Data Mining Book Review: Stats with Cats

A few months ago, I discovered the blog Stats with Cats, written by Charles Kufs. He recently (beginning of 2011) wrote a book about statistics with the same name as his blog. The book is a journey in the world of statistics and data analysis. The focus of the book is not on the technical aspects of statistics but rather how they are used in every day projects. The book can be easily read from the beginning till the end and is very didactic. It’s like a story which teaches you how to deal with data analysis.

The first part of the book introduces statistics by explaining data, samples, variables, file formats and many other topics. The second part is about the planning and management of data analysis projects. It’s particularly interesting for consultant in data analysis and data mining. In the third part, the author explains variable selection, sampling and variance among others. The next part deals with data quality and descriptive statistics. In the fifth part, you will learn everything you need to know about models. The last part will help you applying your knowledge in your job.

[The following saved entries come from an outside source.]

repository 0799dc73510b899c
use clap::{Parser, Subcommand, ValueEnum};
use flac_splitter_lib::cue::ParserConfig;
use flac_splitter_lib::cue::timecode::TimecodePolicy;
use flac_splitter_lib::split::{SplitMode, SplitOptions};
use log::LevelFilter;
use std::path::{Path, PathBuf};

/// Splits single-file FLAC/WAV albums into tagged tracks using their CUE sheets.
#[derive(Parser, Debug)]
#[command(author, version, about, long_about = None)]
pub struct Cli {
    /// Show detailed processing information
    #[arg(long, short = 'v', global = true, conflicts_with = "quiet")]
    pub verbose: bool,

    /// Only show warnings, errors and the summary
    #[arg(long, short = 'q', global = true)]
    pub quiet: bool,

    #[command(subcommand)]
    pub command: Commands,
}

impl Cli {
    pub fn log_level(&self) -> LevelFilter {
        if self.verbose {
            LevelFilter::Debug
        } else if self.quiet {
            LevelFilter::Warn
        } else {
            LevelFilter::Info
        }
    }
}

#[derive(Subcommand, Debug)]
pub enum Commands {
    Split(SplitCommand),
    Inspect(InspectCommand),
}

#[derive(ValueEnum, Debug, Clone, Copy, Eq, PartialEq)]
pub enum ModeArg {
    /// Decode, split and encode in process
    Full,
    /// Validate against the decoded source, cut with ffmpeg or shnsplit
    Hybrid,
    /// Cut with shnsplit or ffmpeg only
    External,
}

impl From<ModeArg> for SplitMode {
    fn from(mode: ModeArg) -> Self {
        match mode {
            ModeArg::Full => SplitMode::Full,
            ModeArg::Hybrid => SplitMode::Hybrid,
            ModeArg::External => SplitMode::External,
        }
    }
}

/// Finds every .cue file below a directory and splits the album it describes.
#[derive(Parser, Debug, Clone, Eq, PartialEq)]
pub struct SplitCommand {
    /// Directory searched recursively for .cue files
    #[arg(value_name = "ROOT", default_value = ".")]
    pub root: PathBuf,

    /// Base directory for split tracks; each album gets <OUTPUT>/<relative dir>/<sheet name>
    #[arg(long, short = 'o', value_name = "DIR", default_value = "split")]
    pub output: PathBuf,

    #[arg(long, value_enum, default_value_t = ModeArg::Full)]
    pub mode: ModeArg,

    /// Prefer ffmpeg over shnsplit in external mode
    #[arg(long, default_value_t = false)]
    pub ffmpeg: bool,

    /// Keep existing track files instead of replacing them
    #[arg(long, default_value_t = false)]
    pub no_overwrite: bool,

    /// Reject sheets with structural problems or missing required fields
    #[arg(long, default_value_t = false)]
    pub strict: bool,

    /// Fail tracks with malformed or missing INDEX 01 instead of treating them as 00:00:00
    #[arg(long, default_value_t = false)]
    pub strict_timecodes: bool,
}

impl SplitCommand {
    pub fn parser_config(&self) -> ParserConfig {
        parser_config(self.strict, self.strict_timecodes)
    }

    pub fn split_options(&self, output_dir: &Path) -> SplitOptions {
        SplitOptions {
            output_dir: output_dir.to_path_buf(),
            mode: self.mode.into(),
            overwrite: !self.no_overwrite,
            prefer_ffmpeg: self.ffmpeg,
            timecodes: timecode_policy(self.strict_timecodes),
            ..Default::default()
        }
    }
}

/// Parses a sheet and prints its tracks, with sample ranges when the audio can be read.
#[derive(Parser, Debug, Clone, Eq, PartialEq)]
pub struct InspectCommand {
    #[arg(value_name = "CUE")]
    pub cue: PathBuf,

    /// Audio file to resolve against instead of the one the sheet references
    #[arg(long, value_name = "FILE")]
    pub audio: Option<PathBuf>,

    #[arg(long, default_value_t = false)]
    pub strict: bool,

    #[arg(long, default_value_t = false)]
    pub strict_timecodes: bool,
}

impl InspectCommand {
    pub fn parser_config(&self) -> ParserConfig {
        parser_config(self.strict, self.strict_timecodes)
    }

    pub fn timecodes(&self) -> TimecodePolicy {
        timecode_policy(self.strict_timecodes)
    }
}

fn timecode_policy(strict: bool) -> TimecodePolicy {
    if strict {
        TimecodePolicy::Strict
    } else {
        TimecodePolicy::Lenient
    }
}

fn parser_config(strict: bool, strict_timecodes: bool) -> ParserConfig {
    ParserConfig {
        strict,
        timecodes: timecode_policy(strict_timecodes),
        ..Default::default()
    }
}

#[cfg(test)]
mod tests {
    use super::*;

    #[test]
    fn split_defaults() {
        let cli = Cli::try_parse_from(["flac-splitter", "split"]).unwrap();
        assert_eq!(cli.log_level(), LevelFilter::Info);

        let Commands::Split(cmd) = cli.command else {
            panic!("expected split");
        };

        assert_eq!(cmd.root, PathBuf::from("."));
        assert_eq!(cmd.output, PathBuf::from("split"));
        assert_eq!(cmd.mode, ModeArg::Full);

        let options = cmd.split_options(Path::new("split/album"));
        assert!(options.overwrite);
        assert_eq!(options.mode, SplitMode::Full);
        assert_eq!(options.timecodes, TimecodePolicy::Lenient);
    }

    #[test]
    fn split_flags_map_to_options() {
        let cli = Cli::try_parse_from([
            "flac-splitter",
            "-v",
            "split",
            "music",
            "-o",
            "out",
            "--mode",
            "external",
            "--ffmpeg",
            "--no-overwrite",
            "--strict",
            "--strict-timecodes",
        ])
        .unwrap();
        assert_eq!(cli.log_level(), LevelFilter::Debug);

        let Commands::Split(cmd) = cli.command else {
            panic!("expected split");
        };
        let options = cmd.split_options(Path::new("out/album"));
        assert_eq!(options.mode, SplitMode::External);
        assert!(options.prefer_ffmpeg);
        assert!(!options.overwrite);
        assert_eq!(options.timecodes, TimecodePolicy::Strict);

        let config = cmd.parser_config();
        assert!(config.strict);
        assert_eq!(config.timecodes, TimecodePolicy::Strict);
    }

    #[test]
    fn verbose_and_quiet_conflict() {
        assert!(Cli::try_parse_from(["flac-splitter", "-v", "-q", "split"]).is_err());
    }

    #[test]
    fn inspect_takes_optional_audio() {
        let cli =
            Cli::try_parse_from(["flac-splitter", "inspect", "a.cue", "--audio", "a.flac"]).unwrap();
        let Commands::Inspect(cmd) = cli.command else {
            panic!("expected inspect");
        };
        assert_eq!(cmd.cue, PathBuf::from("a.cue"));
        assert_eq!(cmd.audio, Some(PathBuf::from("a.flac")));
    }
}
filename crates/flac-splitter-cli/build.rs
fn main() {
    built::write_built_file().expect("Failed to acquire build-time information");
}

The book contains several advices for consultant as well as data analysis project manager. It also contains a lot of useful tables: checklist for variables, variance control techniques, top ten flaws in data analyses, etc. Screenshots of Excel, SPSS, Statistica are often given. Other tools such as SAS are also mentioned. I’m just surprised of the few mention (one I think) of MATLAB which is a rather important and powerful tool for data analysis.

To conclude, the book is rather… excellent! If you’re a beginner, this book will provide you with the tips and tricks you really need to know about data analysis. If you’re an experienced data analyst, it will still bring you advices in consulting and highlight issues about communicating statistics. With his book, Charles Kufs has succeeded in several ways. First, stats are not boring! More than that, it will bring you through a pleasant journey in the world of data analysis. Second, he has an amazing number of relevant quotes. And third, he mixes statistics with cats!